● WHAT THIS TASK INVOLVES: Stop after the line that contains "for one player."; until then, restate each line of the entries word for word from the very first.

● RAW DATA:
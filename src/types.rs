//! Shared types for the ownership tracker.
//!
//! These types form the data model used across all modules.
//! They are designed to be stable so that the trend, tracker, storage
//! and collaborator modules can depend on them without circular references.

use chrono::{DateTime, Utc};
use serde::{Deserialize, Serialize};
use std::collections::HashMap;
use std::fmt;
use uuid::Uuid;

pub type ContestId = String;
pub type PlayerId = String;
pub type StackKey = String;

/// Player → ownership percentage (0–100).
pub type OwnershipMap = HashMap<PlayerId, f64>;

// ---------------------------------------------------------------------------
// Samples
// ---------------------------------------------------------------------------

/// A single observed ownership sample for one player.
#[derive(Debug, Clone, Copy, PartialEq, Serialize, Deserialize)]
pub struct OwnershipDataPoint {
    pub timestamp: DateTime<Utc>,
    /// Ownership percentage (0.0–100.0).
    pub ownership_percent: f64,
    pub total_entries: u64,
}

impl OwnershipDataPoint {
    pub fn new(timestamp: DateTime<Utc>, ownership_percent: f64, total_entries: u64) -> Self {
        Self {
            timestamp,
            ownership_percent: clamp_percent(ownership_percent),
            total_entries,
        }
    }
}

/// Clamp a percentage into [0, 100], mapping NaN to 0.
pub fn clamp_percent(value: f64) -> f64 {
    if value.is_nan() {
        0.0
    } else {
        value.clamp(0.0, 100.0)
    }
}

// ---------------------------------------------------------------------------
// Trend metrics
// ---------------------------------------------------------------------------

/// Direction of an ownership trend.
#[derive(Debug, Clone, Copy, PartialEq, Eq, Hash, Serialize, Deserialize)]
#[serde(rename_all = "lowercase")]
pub enum TrendDirection {
    Up,
    Down,
    Stable,
}

impl TrendDirection {
    /// Classify a change with a symmetric deadband (strict inequality).
    pub fn classify(change: f64, deadband: f64) -> Self {
        if change > deadband {
            TrendDirection::Up
        } else if change < -deadband {
            TrendDirection::Down
        } else {
            TrendDirection::Stable
        }
    }
}

impl fmt::Display for TrendDirection {
    fn fmt(&self, f: &mut fmt::Formatter<'_>) -> fmt::Result {
        match self {
            TrendDirection::Up => write!(f, "up"),
            TrendDirection::Down => write!(f, "down"),
            TrendDirection::Stable => write!(f, "stable"),
        }
    }
}

/// Derived trend and lock-time prediction for one (contest, player) series.
#[derive(Debug, Clone, PartialEq, Serialize, Deserialize)]
pub struct TrendMetrics {
    pub contest_id: ContestId,
    pub player_id: PlayerId,
    pub current_ownership: f64,
    pub prev_ownership: f64,
    pub ownership_change: f64,
    /// Percentage points per hour.
    pub velocity: f64,
    /// Change in velocity between the last two intervals.
    pub acceleration: f64,
    pub direction: TrendDirection,
    /// 0.0–1.0
    pub strength: f64,
    /// 0.0–100.0
    pub predicted_ownership_at_lock: f64,
    /// 0.0–1.0
    pub confidence: f64,
    pub data_points: usize,
    pub computed_at: DateTime<Utc>,
}

impl fmt::Display for TrendMetrics {
    fn fmt(&self, f: &mut fmt::Formatter<'_>) -> fmt::Result {
        write!(
            f,
            "{}/{}: {:.1}% ({:+.1}pp, {} {:.2}pp/h) → {:.1}% at lock (conf {:.0}%)",
            self.contest_id,
            self.player_id,
            self.current_ownership,
            self.ownership_change,
            self.direction,
            self.velocity,
            self.predicted_ownership_at_lock,
            self.confidence * 100.0,
        )
    }
}

// ---------------------------------------------------------------------------
// Snapshots
// ---------------------------------------------------------------------------

/// Full ownership picture for one contest at the end of one update cycle.
#[derive(Debug, Clone, PartialEq, Serialize, Deserialize)]
pub struct OwnershipSnapshot {
    pub id: Uuid,
    pub contest_id: ContestId,
    pub timestamp: DateTime<Utc>,
    pub ownership: OwnershipMap,
    pub stack_ownership: HashMap<StackKey, f64>,
    pub total_entries: u64,
    /// Seconds until lock at snapshot time (never negative).
    pub time_to_lock_secs: i64,
    /// Percentage points per hour versus the previous snapshot.
    pub change_velocity: HashMap<PlayerId, f64>,
    pub leverage_scores: HashMap<PlayerId, f64>,
}

impl fmt::Display for OwnershipSnapshot {
    fn fmt(&self, f: &mut fmt::Formatter<'_>) -> fmt::Result {
        write!(
            f,
            "[{}] {} players, {} stacks, {} entries, {}s to lock @ {}",
            self.contest_id,
            self.ownership.len(),
            self.stack_ownership.len(),
            self.total_entries,
            self.time_to_lock_secs,
            self.timestamp.to_rfc3339(),
        )
    }
}

// ---------------------------------------------------------------------------
// Stats and summaries
// ---------------------------------------------------------------------------

/// Point-in-time copy of the process-wide tracking counters.
#[derive(Debug, Clone, Default, PartialEq, Serialize, Deserialize)]
pub struct TrackingStats {
    pub contests_tracked: u64,
    pub snapshots_created: u64,
    pub cache_hits: u64,
    pub cache_misses: u64,
    pub avg_update_latency_ms: f64,
    pub error_count: u64,
}

impl fmt::Display for TrackingStats {
    fn fmt(&self, f: &mut fmt::Formatter<'_>) -> fmt::Result {
        write!(
            f,
            "contests: {} | snapshots: {} | cache: {}/{} hit/miss | avg latency: {:.1}ms | errors: {}",
            self.contests_tracked,
            self.snapshots_created,
            self.cache_hits,
            self.cache_misses,
            self.avg_update_latency_ms,
            self.error_count,
        )
    }
}

/// Read-only view of one tracked contest.
#[derive(Debug, Clone, PartialEq, Serialize, Deserialize)]
pub struct ContestSummary {
    pub contest_id: ContestId,
    pub lock_time: DateTime<Utc>,
    pub update_interval_secs: u64,
    pub is_active: bool,
    pub last_update: Option<DateTime<Utc>>,
    pub snapshot_count: usize,
    pub player_count: usize,
    pub in_flight: bool,
}

// ---------------------------------------------------------------------------
// Error types
// ---------------------------------------------------------------------------

/// Domain-specific error types for the tracker and its collaborators.
#[derive(Debug, Clone, PartialEq, thiserror::Error)]
pub enum TrackerError {
    #[error("Contest not tracked: {0}")]
    NotTracked(ContestId),

    #[error("Contest already tracked: {0}")]
    AlreadyTracked(ContestId),

    #[error("Insufficient data for {contest_id}{}: have {have}, need {need}", player_suffix(.player_id))]
    InsufficientData {
        contest_id: ContestId,
        player_id: Option<PlayerId>,
        have: usize,
        need: usize,
    },

    #[error("Ownership fetch failed ({contest_id}): {message}")]
    SourceFetch { contest_id: ContestId, message: String },

    #[error("Snapshot persistence failed: {0}")]
    Persistence(String),

    #[error("Cache error: {0}")]
    Cache(String),

    #[error("{operation} timed out after {timeout_ms}ms")]
    Timeout { operation: String, timeout_ms: u64 },

    #[error("Serialization error: {0}")]
    Serialization(String),

    #[error("Configuration error: {0}")]
    Config(String),

    #[error("Tracker is shut down")]
    ShutDown,
}

fn player_suffix(player_id: &Option<PlayerId>) -> String {
    player_id
        .as_ref()
        .map(|p| format!("/{p}"))
        .unwrap_or_default()
}

impl From<serde_json::Error> for TrackerError {
    fn from(e: serde_json::Error) -> Self {
        TrackerError::Serialization(e.to_string())
    }
}

pub type TrackerResult<T> = std::result::Result<T, TrackerError>;

// ---------------------------------------------------------------------------
// Tests
// ---------------------------------------------------------------------------
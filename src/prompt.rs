//! Fixed prompt templates and history rendering.
//!
//! The chat-history "placeholder" is modeled as an explicit rendering
//! step: given a list of prior turns, these functions produce a concrete
//! list of role/content messages (for the rewriter) or a formatted
//! transcript string (for the answer prompt). Nothing here is dynamic
//! templating.

use crate::llm::ChatMessage;
use crate::models::ChatTurn;

/// Instruction for reformulating a follow-up question into a standalone
/// question. The model must not answer it.
pub const REWRITE_INSTRUCTION: &str = "Given a chat history and the latest user question \
which might reference context in the chat history, \
formulate a standalone question which can be understood \
without the chat history. Do NOT answer the question, \
just reformulate it if needed and otherwise return it as is.";

/// Separator placed between retrieved chunks when they are stuffed into
/// the answer prompt as context.
pub const CONTEXT_SEPARATOR: &str = "\n\n";

/// Substituted for the context section when retrieval returned nothing,
/// so the composer never sends an empty section.
pub const NO_CONTEXT_NOTICE: &str = "(no passages were retrieved from the uploaded documents)";

/// Build the message sequence for the query-rewrite call: the fixed
/// instruction, the history expanded into user/assistant turns, then the
/// new question.
pub fn rewrite_messages(history: &[ChatTurn], question: &str) -> Vec<ChatMessage> {
    let mut messages = Vec::with_capacity(history.len() * 2 + 2);
    messages.push(ChatMessage::system(REWRITE_INSTRUCTION));
    for turn in history {
        messages.push(ChatMessage::user(turn.question.clone()));
        messages.push(ChatMessage::assistant(turn.answer.clone()));
    }
    messages.push(ChatMessage::user(question));
    messages
}

/// Build the single-message answer prompt embedding context, chat history,
/// and the (rewritten) question.
pub fn answer_messages(context: &str, history: &[ChatTurn], question: &str) -> Vec<ChatMessage> {
    let context = if context.trim().is_empty() {
        NO_CONTEXT_NOTICE
    } else {
        context
    };
    let prompt = format!(
        "You are an AI assistant that helps summarize and answer questions from documents.\n\n\
         Context:\n{}\n\n\
         Chat History:\n{}\n\n\
         User Question:\n{}",
        context,
        render_history(history),
        question
    );
    vec![ChatMessage::user(prompt)]
}

/// Render prior turns as a plain transcript. An empty history renders as
/// an explicit marker rather than an empty string.
pub fn render_history(history: &[ChatTurn]) -> String {
    if history.is_empty() {
        return "(none)".to_string();
    }
    history
        .iter()
        .map(|turn| format!("Human: {}\nAI: {}", turn.question, turn.answer))
        .collect::<Vec<_>>()
        .join("\n")
}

● SOLUTION FOR THIS TASK:
filename src/types.rs
//! Shared types for the ownership tracker.
//!
//! These types form the data model used across all modules.
//! They are designed to be stable so that the trend, tracker, storage
//! and collaborator modules can depend on them without circular references.

use chrono::{DateTime, Utc};
use serde::{Deserialize, Serialize};
use std::collections::HashMap;
use std::fmt;
use uuid::Uuid;

pub type ContestId = String;
pub type PlayerId = String;
pub type StackKey = String;

/// Player → ownership percentage (0–100).
pub type OwnershipMap = HashMap<PlayerId, f64>;

// ---------------------------------------------------------------------------
// Samples
// ---------------------------------------------------------------------------

/// A single observed ownership sample for one player.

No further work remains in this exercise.